After his relocation to Passau, Huber in 1517 became court painter to the Duke of Bavaria, Ernst, who administered the local diocese until 1540. In 1529, another local nobleman, Count Niklas II von Salm, commissioned him to rebuild Neuberg Palace on the Inn River, not far from the town, only fragments of which survive. These indicate the addition of wings in the style of the Italian Renaissance, complete with rich decorative paintings. Huber probably also designed the reliefs on the tomb of the Count's father, Niklas I von Salm, now located in the Votivkirche in Vienna. For his work on the palace, Huber was awarded a pension and a manor house, Neufels.

When Count Wolfgang von Salm became Passau's bishop in 1542, he confirmed Huber's status as court painter, further recording that he was not subject to the laws of the guild of painters. The artist died in his manor house in Passau in 1553.

==Work==
None of Huber's architectural work has survived, and few of his paintings are extant. Those paintings still in existence show a heavy influence from the work of Albrecht Dürer; some also show distinct Mannerist tendencies.
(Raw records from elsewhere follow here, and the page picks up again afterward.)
// Shared prompt fragments. Each feature that calls the completion provider
// keeps its own prompts.rs alongside it and reuses these.

/// System prompt fragment that enforces JSON-only output.
pub const JSON_ONLY_INSTRUCTION: &str = "\
    Return ONLY the JSON object, no other text. \
    Do NOT use markdown code fences. \
    Make sure the JSON is valid and properly formatted.";
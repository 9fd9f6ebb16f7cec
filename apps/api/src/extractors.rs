//! Extractors whose rejections are `AppError`s, so a malformed body, query
//! string or path segment gets the same `{"error", "code"}` body as every
//! other failure instead of axum's plain-text default.

use axum::extract::{FromRequest, FromRequestParts};

use crate::errors::AppError;

#[derive(Debug, FromRequest)]
#[from_request(via(axum::Json), rejection(AppError))]
pub struct AppJson<T>(pub T);

#[derive(Debug, FromRequestParts)]
#[from_request(via(axum::extract::Query), rejection(AppError))]
pub struct AppQuery<T>(pub T);

#[derive(Debug, FromRequestParts)]
#[from_request(via(axum::extract::Path), rejection(AppError))]
pub struct AppPath<T>(pub T);
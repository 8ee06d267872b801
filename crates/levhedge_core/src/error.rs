use std::fmt;

use jiff::civil::Date;

/// Errors raised when a strategy configuration violates its invariants.
///
/// These are fatal at construction time; a config that failed validation
/// never reaches a simulator.
#[derive(Debug, Clone, PartialEq)]
pub enum ConfigError {
    WeightsDoNotSumToOne { hedged: f64, unhedged: f64 },
    WeightOutOfRange { name: &'static str, value: f64 },
    NonPositiveCapital(f64),
    NegativeHedgeCost(f64),
    ZeroPeriodsPerYear,
}

impl fmt::Display for ConfigError {
    fn fmt(&self, f: &mut fmt::Formatter<'_>) -> fmt::Result {
        match self {
            ConfigError::WeightsDoNotSumToOne { hedged, unhedged } => {
                write!(
                    f,
                    "sleeve weights must sum to 1.0 (hedged={hedged}, unhedged={unhedged})"
                )
            }
            ConfigError::WeightOutOfRange { name, value } => {
                write!(f, "{name} must be between 0 and 1 (got {value})")
            }
            ConfigError::NonPositiveCapital(v) => {
                write!(f, "initial capital must be positive (got {v})")
            }
            ConfigError::NegativeHedgeCost(v) => {
                write!(f, "annual hedge cost must be non-negative (got {v})")
            }
            ConfigError::ZeroPeriodsPerYear => {
                write!(f, "periods per year must be positive")
            }
        }
    }
}

impl std::error::Error for ConfigError {}

/// Errors raised when an input return series breaks the chronological
/// ordering precondition.
#[derive(Debug, Clone, PartialEq)]
pub enum SeriesError {
    DuplicateDate(Date),
    OutOfOrder { previous: Date, current: Date },
}

impl fmt::Display for SeriesError {
    fn fmt(&self, f: &mut fmt::Formatter<'_>) -> fmt::Result {
        match self {
            SeriesError::DuplicateDate(d) => write!(f, "duplicate observation date {d}"),
            SeriesError::OutOfOrder { previous, current } => {
                write!(f, "observations out of order: {current} follows {previous}")
            }
        }
    }
}

impl std::error::Error for SeriesError {}

/// Errors raised by metrics report lookups.
#[derive(Debug, Clone, PartialEq)]
pub enum ReportError {
    UnknownComponent(String),
}

impl fmt::Display for ReportError {
    fn fmt(&self, f: &mut fmt::Formatter<'_>) -> fmt::Result {
        match self {
            ReportError::UnknownComponent(name) => {
                write!(
                    f,
                    "unknown component {name:?} (expected index, hedged, unhedged, or total)"
                )
            }
        }
    }
}

impl std::error::Error for ReportError {}
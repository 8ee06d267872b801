//! Monte Carlo command: hedged vs unhedged bootstrap comparison.

use std::fmt::Write as _;
use std::path::{Path, PathBuf};

use color_eyre::eyre::{Result, WrapErr, eyre};

use levhedge_core::monte_carlo::{
    MonteCarloParams, MonteCarloSimulator, MonteCarloSummary, PathOutcome,
};
use levhedge_core::StrategyConfig;

use crate::export;
use crate::format::{format_currency, format_opt, format_percent};
use crate::loader;

/// Options for a Monte Carlo comparison run.
#[derive(Debug, Clone)]
pub struct MonteCarloOptions {
    pub data: PathBuf,
    pub paths: usize,
    pub days: usize,
    pub seed: u64,
    /// Output directory for outcome tables and the summary; console-only
    /// when absent
    pub output: Option<PathBuf>,
}

/// Run both strategy modes over bootstrap-resampled history and compare.
pub fn run_monte_carlo(config: &StrategyConfig, options: &MonteCarloOptions) -> Result<()> {
    let series = loader::load_return_series(&options.data)?;
    if series.is_empty() {
        return Err(eyre!("cannot bootstrap from an empty return series"));
    }

    let simulator = MonteCarloSimulator::new(series, config.clone());

    tracing::info!(
        paths = options.paths,
        days = options.days,
        seed = options.seed,
        "running hedged batch"
    );
    let hedged = simulator.run(&MonteCarloParams {
        n_paths: options.paths,
        n_days: options.days,
        hedged: true,
        seed: options.seed,
    });

    tracing::info!("running unhedged batch");
    // The two batches draw independently, so the unhedged mode gets its
    // own derived seed.
    let unhedged = simulator.run(&MonteCarloParams {
        n_paths: options.paths,
        n_days: options.days,
        hedged: false,
        seed: options.seed.wrapping_add(1),
    });

    let hedged_summary = MonteCarloSimulator::summary(&hedged)
        .ok_or_else(|| eyre!("hedged batch produced no outcomes"))?;
    let unhedged_summary = MonteCarloSimulator::summary(&unhedged)
        .ok_or_else(|| eyre!("unhedged batch produced no outcomes"))?;

    let mut text = String::new();
    render_parameters(&mut text, config, options);
    render_summary(&mut text, "HEDGED STRATEGY", &hedged_summary);
    render_summary(&mut text, "UNHEDGED STRATEGY", &unhedged_summary);
    render_comparison(&mut text, &hedged, &unhedged, &hedged_summary, &unhedged_summary);
    println!("{text}");

    if let Some(output_dir) = &options.output {
        save_results(output_dir, &hedged, &unhedged, &text)?;
    }

    Ok(())
}

fn section(out: &mut String, title: &str) {
    let rule = "=".repeat(70);
    let _ = writeln!(out, "\n{rule}\n{title:^70}\n{rule}");
}

fn render_parameters(out: &mut String, config: &StrategyConfig, options: &MonteCarloOptions) {
    section(out, "MONTE CARLO ANALYSIS: HEDGED VS UNHEDGED");
    let _ = writeln!(out, "\nSimulation Parameters:");
    let _ = writeln!(out, "  Number of Paths:  {}", options.paths);
    let _ = writeln!(out, "  Days per Path:    {}", options.days);
    let _ = writeln!(out, "  Seed:             {}", options.seed);
    let _ = writeln!(
        out,
        "  Initial Capital:  {}",
        format_currency(config.initial_capital)
    );
    let _ = writeln!(
        out,
        "  Hedged Weight:    {}",
        format_percent(config.hedged_weight)
    );
    let _ = writeln!(
        out,
        "  Hedge Cost:       {} p.a.",
        format_percent(config.annual_hedge_cost)
    );
    let _ = writeln!(
        out,
        "  Leverage:         {:.1}x",
        config.unhedged_leverage
    );
    let _ = writeln!(out, "  Crash Floor:      {}", format_percent(config.crash_floor));
}

fn render_summary(out: &mut String, title: &str, summary: &MonteCarloSummary) {
    section(out, &format!("RESULTS: {title}"));

    let equity = summary.final_equity;
    let _ = writeln!(out, "\n  Median Final Equity:     {:>14}", format_currency(equity.median));
    let _ = writeln!(out, "  Mean Final Equity:       {:>14}", format_currency(equity.mean));
    let _ = writeln!(
        out,
        "  Std Dev:                 {:>14}",
        format_opt(summary.final_equity_std, format_currency)
    );
    let _ = writeln!(out, "  5th Percentile (P5):     {:>14}", format_currency(equity.p5));
    let _ = writeln!(out, "  95th Percentile (P95):   {:>14}", format_currency(equity.p95));

    let returns = summary.total_return;
    let _ = writeln!(out, "\n  Median Total Return:     {:>14}", format_percent(returns.median));
    let _ = writeln!(out, "  Mean Total Return:       {:>14}", format_percent(returns.mean));
    let _ = writeln!(out, "  P5 Total Return:         {:>14}", format_percent(returns.p5));
    let _ = writeln!(out, "  P95 Total Return:        {:>14}", format_percent(returns.p95));

    match &summary.max_drawdown {
        Some(dd) => {
            let _ = writeln!(out, "\n  Median Max Drawdown:     {:>14}", format_percent(dd.median));
            let _ = writeln!(out, "  Mean Max Drawdown:       {:>14}", format_percent(dd.mean));
            let _ = writeln!(out, "  P5 Max Drawdown (best):  {:>14}", format_percent(dd.p5));
            let _ = writeln!(out, "  P95 Max Drawdown (worst):{:>14}", format_percent(dd.p95));
        }
        None => {
            let _ = writeln!(out, "\n  Max Drawdown:            {:>14}", "n/a");
        }
    }
}

fn render_comparison(
    out: &mut String,
    hedged: &[PathOutcome],
    unhedged: &[PathOutcome],
    hedged_summary: &MonteCarloSummary,
    unhedged_summary: &MonteCarloSummary,
) {
    section(out, "COMPARATIVE ANALYSIS");

    let n = hedged.len().min(unhedged.len());
    let better_equity = hedged
        .iter()
        .zip(unhedged)
        .filter(|(h, u)| h.final_equity > u.final_equity)
        .count();
    // For drawdowns, less negative is better.
    let better_drawdown = hedged
        .iter()
        .zip(unhedged)
        .filter(|(h, u)| h.max_drawdown > u.max_drawdown)
        .count();

    let _ = writeln!(out, "\nHedged > Unhedged (Final Equity):");
    let _ = writeln!(
        out,
        "  {better_equity}/{n} paths ({:.1}%)",
        100.0 * better_equity as f64 / n as f64
    );
    let _ = writeln!(out, "\nHedged > Unhedged (Max Drawdown, less negative is better):");
    let _ = writeln!(
        out,
        "  {better_drawdown}/{n} paths ({:.1}%)",
        100.0 * better_drawdown as f64 / n as f64
    );

    let equity_diff = hedged_summary.final_equity.median - unhedged_summary.final_equity.median;
    let _ = writeln!(out, "\nMedian Final Equity Difference (Hedged - Unhedged):");
    let _ = writeln!(
        out,
        "  {} ({:+.2}%)",
        format_currency(equity_diff),
        100.0 * equity_diff / unhedged_summary.final_equity.median
    );

    if let (Some(hedged_dd), Some(unhedged_dd)) =
        (&hedged_summary.max_drawdown, &unhedged_summary.max_drawdown)
    {
        let dd_diff = hedged_dd.median - unhedged_dd.median;
        let _ = writeln!(out, "\nMedian Max Drawdown Difference (less negative is better):");
        let _ = writeln!(out, "  Hedged - Unhedged: {:+.2}%", dd_diff * 100.0);
        let _ = writeln!(out, "  Downside Protection: {}", format_percent(dd_diff.abs()));

        let _ = writeln!(out, "\nReturn/Risk Efficiency (Median Return / |Median Max Drawdown|):");
        let _ = writeln!(
            out,
            "  Hedged:    {}",
            format_opt(efficiency(hedged_summary), |v| format!("{v:.2}x"))
        );
        let _ = writeln!(
            out,
            "  Unhedged:  {}",
            format_opt(efficiency(unhedged_summary), |v| format!("{v:.2}x"))
        );
    }
}

/// Median total return per unit of median drawdown; undefined on a
/// drawdown-free batch.
fn efficiency(summary: &MonteCarloSummary) -> Option<f64> {
    let dd = summary.max_drawdown?;
    if dd.median == 0.0 {
        return None;
    }
    Some(summary.total_return.median / dd.median.abs())
}

fn save_results(
    output_dir: &Path,
    hedged: &[PathOutcome],
    unhedged: &[PathOutcome],
    summary_text: &str,
) -> Result<()> {
    std::fs::create_dir_all(output_dir)
        .wrap_err_with(|| format!("failed to create {}", output_dir.display()))?;

    export::save_outcomes(&output_dir.join("mc_results_hedged.csv"), hedged)?;
    export::save_outcomes(&output_dir.join("mc_results_unhedged.csv"), unhedged)?;
    export::save_summary(&output_dir.join("mc_summary.txt"), summary_text)?;

    Ok(())
}
use tracing_subscriber::{EnvFilter, fmt, layer::SubscriberExt, util::SubscriberInitExt};

/// Initialize logging to stderr.
///
/// Reports go to stdout, so diagnostics stay on stderr where they can be
/// redirected independently. The filter comes from `RUST_LOG` when set,
/// otherwise from the provided level.
pub fn init_logging(level: &str) -> color_eyre::Result<()> {
    let default_filter = format!("levhedge={level},levhedge_core={level}");
    let env_filter =
        EnvFilter::try_from_default_env().unwrap_or_else(|_| EnvFilter::new(&default_filter));

    tracing_subscriber::registry()
        .with(env_filter)
        .with(
            fmt::layer()
                .with_writer(std::io::stderr)
                .with_target(true)
                .with_thread_ids(false),
        )
        .init();

    Ok(())
}
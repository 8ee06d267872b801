//! Configuration invariant tests

use crate::config::StrategyConfig;
use crate::error::ConfigError;

fn build(
    initial_capital: f64,
    hedged_weight: f64,
    unhedged_weight: f64,
    annual_hedge_cost: f64,
) -> Result<StrategyConfig, ConfigError> {
    StrategyConfig::new(
        initial_capital,
        hedged_weight,
        unhedged_weight,
        1.3,
        1.3,
        0.9,
        -0.30,
        annual_hedge_cost,
        12,
    )
}

#[test]
fn test_default_config_is_valid() {
    let config = StrategyConfig::default();
    assert_eq!(config.hedged_weight + config.unhedged_weight, 1.0);
    assert!((config.period_hedge_cost() - 0.0025).abs() < 1e-12);
}

#[test]
fn test_weights_must_sum_to_one() {
    let err = build(100_000.0, 0.7, 0.4, 0.03).unwrap_err();
    assert!(matches!(err, ConfigError::WeightsDoNotSumToOne { .. }));
}

#[test]
fn test_weights_must_be_in_range() {
    let err = build(100_000.0, 1.5, -0.5, 0.03).unwrap_err();
    assert!(matches!(err, ConfigError::WeightOutOfRange { .. }));
}

#[test]
fn test_capital_must_be_positive() {
    assert_eq!(
        build(0.0, 0.7, 0.3, 0.03).unwrap_err(),
        ConfigError::NonPositiveCapital(0.0)
    );
    assert_eq!(
        build(-5.0, 0.7, 0.3, 0.03).unwrap_err(),
        ConfigError::NonPositiveCapital(-5.0)
    );
}

#[test]
fn test_hedge_cost_must_be_non_negative() {
    assert_eq!(
        build(100_000.0, 0.7, 0.3, -0.01).unwrap_err(),
        ConfigError::NegativeHedgeCost(-0.01)
    );
}

#[test]
fn test_periods_per_year_must_be_positive() {
    let err = StrategyConfig::new(100_000.0, 0.7, 0.3, 1.3, 1.3, 0.9, -0.30, 0.03, 0).unwrap_err();
    assert_eq!(err, ConfigError::ZeroPeriodsPerYear);
}

#[test]
fn test_all_or_nothing_allocations_are_valid() {
    assert!(build(100_000.0, 1.0, 0.0, 0.03).is_ok());
    assert!(build(100_000.0, 0.0, 1.0, 0.0).is_ok());
}

#[test]
fn test_unhedged_variant() {
    let config = StrategyConfig::default();
    let variant = config.as_unhedged_variant();

    assert_eq!(variant.hedged_weight, 0.0);
    assert_eq!(variant.unhedged_weight, 1.0);
    assert_eq!(variant.annual_hedge_cost, 0.0);
    // Everything else carries through unchanged.
    assert_eq!(variant.initial_capital, config.initial_capital);
    assert_eq!(variant.unhedged_leverage, config.unhedged_leverage);
    assert_eq!(variant.crash_floor, config.crash_floor);
    assert_eq!(variant.periods_per_year, config.periods_per_year);

    // The variant is independently valid and the source is untouched.
    assert_eq!(config.hedged_weight, 0.7);
    assert!(
        StrategyConfig::new(
            variant.initial_capital,
            variant.hedged_weight,
            variant.unhedged_weight,
            variant.unhedged_leverage,
            variant.hedged_up_beta,
            variant.hedged_down_beta,
            variant.crash_floor,
            variant.annual_hedge_cost,
            variant.periods_per_year,
        )
        .is_ok()
    );
}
Almost none of Huber's portraits survive, save for the pendants of mintmaster Anton Hundertpfund and his wife (dated 1526) and the unusual image of Jakob Ziegler (dated 1550), in which the scholar is presented frontally, before a panorama of the cosmos. Huber's surviving drawings suggest a number of multi-figured compositions, now lost; his known graphic output is limited to thirteen woodcuts.

Huber's drawings were copied from an early date; his landscapes in particular bear a deal of resemblance to similar works by Albrecht Altdorfer. He influenced his contemporary, the draughtsman Augustin Hirschvogel.